Can you have a choice without time? If a choice requires action then action would appear to require time. Also a choice would appear to require a particular point in time before any outcome occurs. We can read about a choice in the past, and the possibility of a choice can extend for a period of time, but once action is taken, or an outcome occurs, the choice appears to no longer exist. Does this mean that we are only possibly “free” if we exist in time?

Then there are studies like the Libet experiments. The “choice” in these experiments was when to move a finger. The outcomes of this choice were a set of times spread over a continuous time range. The choice ended at least when brain activity was first detected, where a series of actions were put in motion that led to the finger moving.

There is also an overlap in the way we use “free” to both refer to the “will” and a “choice”: we can have a “free” choice as well as a “free” will. In a free choice we can select any of the multiple outcomes. While it appears to suggest a uniform probability distribution (each outcome has an equal probability), this would only be the appearance to a totally ignorant observer. The more you knew about the situation, say the preferences of the chooser or the patterns of choice taken by a larger population, the more you can weight the different probabilities.

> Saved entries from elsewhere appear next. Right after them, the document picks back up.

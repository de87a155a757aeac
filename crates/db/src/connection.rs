use std::time::Duration;

use sqlx::sqlite::SqlitePoolOptions;

use carelink_core::config::DatabaseConfig;

pub type DbPool = sqlx::SqlitePool;

pub async fn connect(database_url: &str) -> Result<DbPool, sqlx::Error> {
    connect_with_settings(database_url, 5, 30).await
}

pub async fn connect_from_config(config: &DatabaseConfig) -> Result<DbPool, sqlx::Error> {
    connect_with_settings(&config.url, config.max_connections, config.timeout_secs).await
}

/// Opens a pool where every connection runs in WAL mode with a busy timeout,
/// so concurrent workers wait on the queue's write lock instead of erroring.
pub async fn connect_with_settings(
    database_url: &str,
    max_connections: u32,
    timeout_secs: u64,
) -> Result<DbPool, sqlx::Error> {
    SqlitePoolOptions::new()
        .max_connections(max_connections.max(1))
        .acquire_timeout(Duration::from_secs(timeout_secs.max(1)))
        .after_connect(|conn, _meta| {
            Box::pin(async move {
                sqlx::query("PRAGMA foreign_keys = ON").execute(&mut *conn).await?;
                sqlx::query("PRAGMA journal_mode = WAL").execute(&mut *conn).await?;
                sqlx::query("PRAGMA busy_timeout = 5000").execute(&mut *conn).await?;
                Ok(())
            })
        })
        .connect(database_url)
        .await
}

/// Round-trips a trivial statement; used by health checks and `doctor`.
pub async fn ping(pool: &DbPool) -> Result<(), sqlx::Error> {
    sqlx::query("SELECT 1").execute(pool).await?;
    Ok(())
}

This can be carried across to our use of “free” when applied to the will. The will is maybe only totally free when observed by a completely ignorant observer. This is the opposite of an omniscient god or God. But as the observer knows more, and their ignorance decreases, we become less free. To an omniscient god or God we are not free. Harking back to the old Germanic root, for a god or God to truly love humanity, he’d need to be an ignorant fool.


We are not gods. This gives us our freedom.

Beings routed in time and space will always have uncertainty. Uncertainty means we can never truly know how someone will act. But we are also not idiots. We can use knowledge to weight our beliefs about different outcomes. And we will be right some of the time. Just not all of the time.

Even a little uncertainty means that human beings have the benefit of doubt in their actions. We cannot know for certain whether any one person will commit a crime. But we can allocate resources to reduce time based on our knowledge. We also cannot know for certain why any crime was committed. But we can have hunches and theories. And if we need to select a reason, we can pick our best one. We should remember that our baseline is a blind guess. And the likelihood of a blind guess being right depends on the number of outcomes; the more complex our system the more we need some form of knowledge.

So: Do We Have Free Will?

Let’s regroup:

  • free will is the thought that we can control our choices and actions;
  • we can look at it in terms of a “will” that is “free”;
  • if we assume that human being are embodied and material, the “will” can be primarily located within the brain;
  • the “will” is likely associated with the functioning of the frontal lobes;
  • freedom relates to the knowledge of an observer;
  • we can be an observer of ourselves; and
  • we can never know anything with certainty.

Like quantum physics, the answer to the question of whether the will is free seems to depend on the observer. To an omniscient being that exists outside of time we are not free. On the other hand as human beings, we can never know for certain how things are going to turn out. It thus seems like the question regarding determinism and free will is not a helpful one. We are constrained by external circumstances in all we do. But there is also a universe of possibilities within our own minds. We can never know for certain how these will interact, or what the outcome will be. That does not mean that we cannot say what may be more or less likely.

So to say someone has “free will”, is maybe to say that their brains act in a way where even if we try to constrain or control factors outside of their body, there is still a large amount of uncertainty in our predictions of their future actions. This uncertainty is such that we cannot judge or take actions based on one predicted outcome. Our freedom lies in our necessary ignorance.